03 : Aborigines Today

Warren Mundine (part Aborigine) did an opinion piece in the Australian recently about shifting Australia Day to a different date.

The following excellent reply/comment was posted.
                                                                                                               
On 26 January 1788 when the First Fleet ships unloaded their c1200 convicts, Royal Marine guards and officials not a shot was fired. As they looked around what’s now Circular Quay they saw nothing other than bush. Not a single building, planted field, domesticated plant or animal – nothing at all. It was the same across the continent. It was “terra nullius” – a vacant land.

There was no Aboriginal Army to defeat in battle. There was nothing to claim as the spoils of victory. There was just wild bush. The few Aborigines who came out to have a look at these strange people were completely illiterate and innumerate and those on the south side of the harbour spoke a language completely unintelligible to those on the north side of the harbour and they’d been constantly at war with each other for as long as anyone can remember.

There was no “invasion”.

Captain Phillip was instructed by the government in London to treat the natives “with amity and kindness” and he did. No Aborigines were shot; no platoon of Marines fixed their bayonnettes or loaded their muskets or took a shot at anyone who emerged from the bush to see what was going on. Instead they offered them gifts and friendship.

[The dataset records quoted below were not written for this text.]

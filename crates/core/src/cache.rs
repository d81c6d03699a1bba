use std::collections::{BTreeMap, HashMap};
use std::sync::{Arc, Mutex, MutexGuard};

use chrono::{DateTime, Duration, Utc};
use serde::{Deserialize, Serialize};
use sha2::{Digest, Sha256};

use crate::clock::Clock;
use crate::domain::supplier::Coordinate;

/// Coordinates are rounded to this many decimals before keying, so requests
/// from effectively the same point share a cache entry.
pub const FINGERPRINT_COORDINATE_DECIMALS: usize = 4;

pub const DEFAULT_CACHE_TTL_HOURS: i64 = 24;

/// Deterministic cache key derived from result-affecting request parameters
/// only — never from request ids or timestamps.
#[derive(Clone, Debug, PartialEq, Eq, Hash, Serialize, Deserialize)]
pub struct Fingerprint(String);

impl Fingerprint {
    pub fn as_str(&self) -> &str {
        &self.0
    }
}

/// Collects request parameters and digests them into a [`Fingerprint`].
///
/// Parameters are serialized sorted by key (the map is ordered), hashed with
/// SHA-256, and truncated to 16 hex characters.
#[derive(Clone, Debug)]
pub struct FingerprintBuilder {
    params: BTreeMap<String, String>,
}

impl FingerprintBuilder {
    pub fn new(operation: &str) -> Self {
        let mut params = BTreeMap::new();
        params.insert("operation".to_owned(), operation.to_owned());
        Self { params }
    }

    pub fn field(mut self, key: &str, value: impl ToString) -> Self {
        self.params.insert(key.to_owned(), value.to_string());
        self
    }

    pub fn coordinate(self, key: &str, coordinate: Coordinate) -> Self {
        self.field(
            key,
            format!(
                "{:.prec$},{:.prec$}",
                coordinate.latitude,
                coordinate.longitude,
                prec = FINGERPRINT_COORDINATE_DECIMALS
            ),
        )
    }

    pub fn finish(self) -> Fingerprint {
        let canonical =
            serde_json::to_string(&self.params).expect("string map serializes infallibly");
        let digest = Sha256::digest(canonical.as_bytes());
        let hex: String = digest.iter().take(8).map(|byte| format!("{byte:02x}")).collect();
        Fingerprint(hex)
    }
}

/// Entry counts for health reporting.
#[derive(Clone, Copy, Debug, PartialEq, Eq, Serialize, Deserialize)]
pub struct CacheStats {
    pub total_entries: usize,
    pub active_entries: usize,
    pub expired_entries: usize,
}

impl CacheStats {
    pub fn merge(self, other: CacheStats) -> CacheStats {
        CacheStats {
            total_entries: self.total_entries + other.total_entries,
            active_entries: self.active_entries + other.active_entries,
            expired_entries: self.expired_entries + other.expired_entries,
        }
    }
}

/// Result of a cache-backed computation.
#[derive(Clone, Debug)]
pub struct CacheLookup<T> {
    pub payload: Arc<T>,
    pub cache_hit: bool,
    pub age_seconds: Option<u64>,
}

#[derive(Clone, Debug)]
struct CacheEntry<T> {
    payload: Arc<T>,
    created_at: DateTime<Utc>,
    ttl: Duration,
}

impl<T> CacheEntry<T> {
    fn is_expired(&self, now: DateTime<Utc>) -> bool {
        now - self.created_at >= self.ttl
    }

    fn age_seconds(&self, now: DateTime<Utc>) -> u64 {
        u64::try_from((now - self.created_at).num_seconds()).unwrap_or(0)
    }
}

#[derive(Debug)]
struct CacheState<T> {
    entries: HashMap<Fingerprint, CacheEntry<T>>,
    // Per-fingerprint computation gates for single-flight collapsing.
    inflight: HashMap<Fingerprint, Arc<Mutex<()>>>,
}

impl<T> Default for CacheState<T> {
    fn default() -> Self {
        Self { entries: HashMap::new(), inflight: HashMap::new() }
    }
}

/// Time-bounded response cache keyed on request fingerprints.
///
/// Expired entries are treated as misses and purged on the access that finds
/// them; `sweep_expired` exists for memory hygiene only. Concurrent writes to
/// one fingerprint are last-write-wins: recomputation is deterministic up to
/// quote jitter, and caching pre-jittered quotes deliberately makes the cache
/// the source of quote consistency within the TTL window.
pub struct ResponseCache<T> {
    clock: Arc<dyn Clock>,
    state: Mutex<CacheState<T>>,
}

impl<T> ResponseCache<T> {
    pub fn new(clock: Arc<dyn Clock>) -> Self {
        Self { clock, state: Mutex::new(CacheState::default()) }
    }

    fn lock_state(&self) -> MutexGuard<'_, CacheState<T>> {
        match self.state.lock() {
            Ok(state) => state,
            Err(poisoned) => poisoned.into_inner(),
        }
    }

    pub fn get(&self, fingerprint: &Fingerprint) -> Option<(Arc<T>, u64)> {
        let now = self.clock.now();
        let mut state = self.lock_state();

        let expired = match state.entries.get(fingerprint) {
            Some(entry) if entry.is_expired(now) => true,
            Some(entry) => return Some((Arc::clone(&entry.payload), entry.age_seconds(now))),
            None => return None,
        };
        if expired {
            state.entries.remove(fingerprint);
        }
        None
    }

    pub fn put(&self, fingerprint: Fingerprint, payload: T, ttl: Duration) {
        let now = self.clock.now();
        let mut state = self.lock_state();
        state
            .entries
            .insert(fingerprint, CacheEntry { payload: Arc::new(payload), created_at: now, ttl });
    }

    /// Serve `fingerprint` from cache or compute it exactly once.
    ///
    /// Concurrent misses on the same fingerprint collapse onto one
    /// computation: followers block on the per-fingerprint gate, then
    /// re-check the cache the leader has filled. Validation errors from
    /// `compute` are returned without caching, and no lock is held while
    /// computing.
    pub fn get_or_compute<F, E>(
        &self,
        fingerprint: Fingerprint,
        ttl: Duration,
        compute: F,
    ) -> Result<CacheLookup<T>, E>
    where
        F: FnOnce() -> Result<T, E>,
    {
        if let Some((payload, age_seconds)) = self.get(&fingerprint) {
            return Ok(CacheLookup { payload, cache_hit: true, age_seconds: Some(age_seconds) });
        }

        let gate = {
            let mut state = self.lock_state();
            Arc::clone(
                state
                    .inflight
                    .entry(fingerprint.clone())
                    .or_insert_with(|| Arc::new(Mutex::new(()))),
            )
        };
        let _guard = match gate.lock() {
            Ok(guard) => guard,
            Err(poisoned) => poisoned.into_inner(),
        };

        // The previous gate holder may have filled the entry while we waited.
        if let Some((payload, age_seconds)) = self.get(&fingerprint) {
            let mut state = self.lock_state();
            state.inflight.remove(&fingerprint);
            return Ok(CacheLookup { payload, cache_hit: true, age_seconds: Some(age_seconds) });
        }

        match compute() {
            Ok(payload) => {
                let payload = Arc::new(payload);
                let now = self.clock.now();
                let mut state = self.lock_state();
                state.entries.insert(
                    fingerprint.clone(),
                    CacheEntry { payload: Arc::clone(&payload), created_at: now, ttl },
                );
                state.inflight.remove(&fingerprint);
                Ok(CacheLookup { payload, cache_hit: false, age_seconds: None })
            }
            Err(error) => {
                let mut state = self.lock_state();
                state.inflight.remove(&fingerprint);
                Err(error)
            }
        }
    }

    /// Drop every expired entry, returning how many were removed.
    pub fn sweep_expired(&self) -> usize {
        let now = self.clock.now();
        let mut state = self.lock_state();
        let before = state.entries.len();
        state.entries.retain(|_, entry| !entry.is_expired(now));
        before - state.entries.len()
    }

    pub fn stats(&self) -> CacheStats {
        let now = self.clock.now();
        let state = self.lock_state();
        let total_entries = state.entries.len();
        let expired_entries =
            state.entries.values().filter(|entry| entry.is_expired(now)).count();
        CacheStats {
            total_entries,
            active_entries: total_entries - expired_entries,
            expired_entries,
        }
    }
}

#[cfg(test)]
mod tests {
    use std::sync::atomic::{AtomicUsize, Ordering};
    use std::sync::Arc;

    use chrono::{Duration, TimeZone, Utc};

    use crate::clock::ManualClock;
    use crate::domain::supplier::Coordinate;
    use crate::errors::MatchError;

    use super::{FingerprintBuilder, ResponseCache};

    fn manual_clock() -> ManualClock {
        ManualClock::new(Utc.with_ymd_and_hms(2026, 3, 1, 9, 0, 0).unwrap())
    }

    fn fingerprint(tag: &str) -> super::Fingerprint {
        FingerprintBuilder::new("test").field("tag", tag).finish()
    }

    #[test]
    fn fingerprint_ignores_parameter_insertion_order() {
        let a = FingerprintBuilder::new("suppliers_search")
            .field("material", "cement")
            .field("qty", 50.0)
            .finish();
        let b = FingerprintBuilder::new("suppliers_search")
            .field("qty", 50.0)
            .field("material", "cement")
            .finish();
        assert_eq!(a, b);
        assert_eq!(a.as_str().len(), 16);
    }

    #[test]
    fn fingerprint_rounds_coordinates_to_four_decimals() {
        let a = FingerprintBuilder::new("route")
            .coordinate("origin", Coordinate::new(17.33521, 78.45374))
            .finish();
        let b = FingerprintBuilder::new("route")
            .coordinate("origin", Coordinate::new(17.33523, 78.45369))
            .finish();
        let c = FingerprintBuilder::new("route")
            .coordinate("origin", Coordinate::new(17.34, 78.45))
            .finish();
        assert_eq!(a, b);
        assert_ne!(a, c);
    }

    #[test]
    fn fingerprint_distinguishes_operations_over_identical_parameters() {
        let search = FingerprintBuilder::new("suppliers_search").field("qty", 50.0).finish();
        let quote = FingerprintBuilder::new("supplier_quote").field("qty", 50.0).finish();
        assert_ne!(search, quote);
    }

    #[test]
    fn fresh_entry_hits_with_zero_age() {
        let clock = manual_clock();
        let cache: ResponseCache<String> = ResponseCache::new(Arc::new(clock));

        cache.put(fingerprint("a"), "payload".to_owned(), Duration::hours(24));
        let (payload, age_seconds) = cache.get(&fingerprint("a")).expect("fresh entry");
        assert_eq!(*payload, "payload");
        assert_eq!(age_seconds, 0);
    }

    #[test]
    fn entry_expires_after_its_ttl() {
        let clock = manual_clock();
        let cache: ResponseCache<String> = ResponseCache::new(Arc::new(clock.clone()));

        cache.put(fingerprint("a"), "payload".to_owned(), Duration::hours(24));

        clock.advance(Duration::hours(23));
        let (_, age_seconds) = cache.get(&fingerprint("a")).expect("still live");
        assert_eq!(age_seconds, 23 * 3600);

        clock.advance(Duration::hours(1));
        assert!(cache.get(&fingerprint("a")).is_none(), "entry at exactly its ttl is stale");
        assert_eq!(cache.stats().total_entries, 0, "expired entry purged on access");
    }

    #[test]
    fn get_or_compute_fills_then_serves_from_cache() {
        let clock = manual_clock();
        let cache: ResponseCache<String> = ResponseCache::new(Arc::new(clock.clone()));
        let computations = AtomicUsize::new(0);

        let first = cache
            .get_or_compute::<_, MatchError>(fingerprint("a"), Duration::hours(24), || {
                computations.fetch_add(1, Ordering::SeqCst);
                Ok("payload".to_owned())
            })
            .expect("compute");
        assert!(!first.cache_hit);
        assert_eq!(first.age_seconds, None);

        clock.advance(Duration::seconds(90));
        let second = cache
            .get_or_compute::<_, MatchError>(fingerprint("a"), Duration::hours(24), || {
                computations.fetch_add(1, Ordering::SeqCst);
                Ok("recomputed".to_owned())
            })
            .expect("hit");
        assert!(second.cache_hit);
        assert_eq!(second.age_seconds, Some(90));
        assert_eq!(*second.payload, "payload");
        assert_eq!(computations.load(Ordering::SeqCst), 1);
    }

    #[test]
    fn failed_computation_is_not_cached() {
        let clock = manual_clock();
        let cache: ResponseCache<String> = ResponseCache::new(Arc::new(clock));

        let error = cache
            .get_or_compute(fingerprint("a"), Duration::hours(24), || {
                Err::<String, _>(MatchError::InvalidQuantity(-1.0))
            })
            .expect_err("propagates");
        assert_eq!(error, MatchError::InvalidQuantity(-1.0));
        assert_eq!(cache.stats().total_entries, 0);

        let retry = cache
            .get_or_compute::<_, MatchError>(fingerprint("a"), Duration::hours(24), || {
                Ok("payload".to_owned())
            })
            .expect("retry succeeds");
        assert!(!retry.cache_hit);
    }

    #[test]
    fn concurrent_identical_misses_compute_once() {
        let clock = manual_clock();
        let cache: Arc<ResponseCache<String>> = Arc::new(ResponseCache::new(Arc::new(clock)));
        let computations = Arc::new(AtomicUsize::new(0));

        let handles: Vec<_> = (0..8)
            .map(|_| {
                let cache = Arc::clone(&cache);
                let computations = Arc::clone(&computations);
                std::thread::spawn(move || {
                    cache
                        .get_or_compute::<_, MatchError>(
                            fingerprint("shared"),
                            Duration::hours(24),
                            || {
                                computations.fetch_add(1, Ordering::SeqCst);
                                Ok("payload".to_owned())
                            },
                        )
                        .expect("compute")
                })
            })
            .collect();

        for handle in handles {
            let lookup = handle.join().expect("thread");
            assert_eq!(*lookup.payload, "payload");
        }
        assert_eq!(computations.load(Ordering::SeqCst), 1);
    }

    #[test]
    fn sweep_removes_only_expired_entries() {
        let clock = manual_clock();
        let cache: ResponseCache<String> = ResponseCache::new(Arc::new(clock.clone()));

        cache.put(fingerprint("short"), "a".to_owned(), Duration::hours(1));
        cache.put(fingerprint("long"), "b".to_owned(), Duration::hours(48));

        clock.advance(Duration::hours(2));
        let stats = cache.stats();
        assert_eq!(stats.total_entries, 2);
        assert_eq!(stats.active_entries, 1);
        assert_eq!(stats.expired_entries, 1);

        assert_eq!(cache.sweep_expired(), 1);
        assert_eq!(cache.stats().total_entries, 1);
        assert!(cache.get(&fingerprint("long")).is_some());
    }
}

Most people now “identified” as “indigenous” – like myself and my children and grandchildren have European – mostly British – ancestry to a greater or lesser extent. I recently had a DNA test done that shows I’m 48% Irish, 20% English, 30% Scandinavian, 1% Spanish and 1% Aboriginal. The absurdity is that, in this time of identity politics, I am an “Aborigine” by virtue of the fact that one of my Irish ancestors married and Aboriginal woman 6 generations ago.

There is no reason to change Australia Day. It was the day “Australia” came into being and had it not been for those British coming ashore on 26 January 1788 I wouldn’t exist and neither would Mr Mundine. The name “Mundine” is as English as a cold pork pie or fish-n-chips wrapped in newspaper.

It’s time for all indigenous people to get over what happened 229 years ago and stop playing the victim.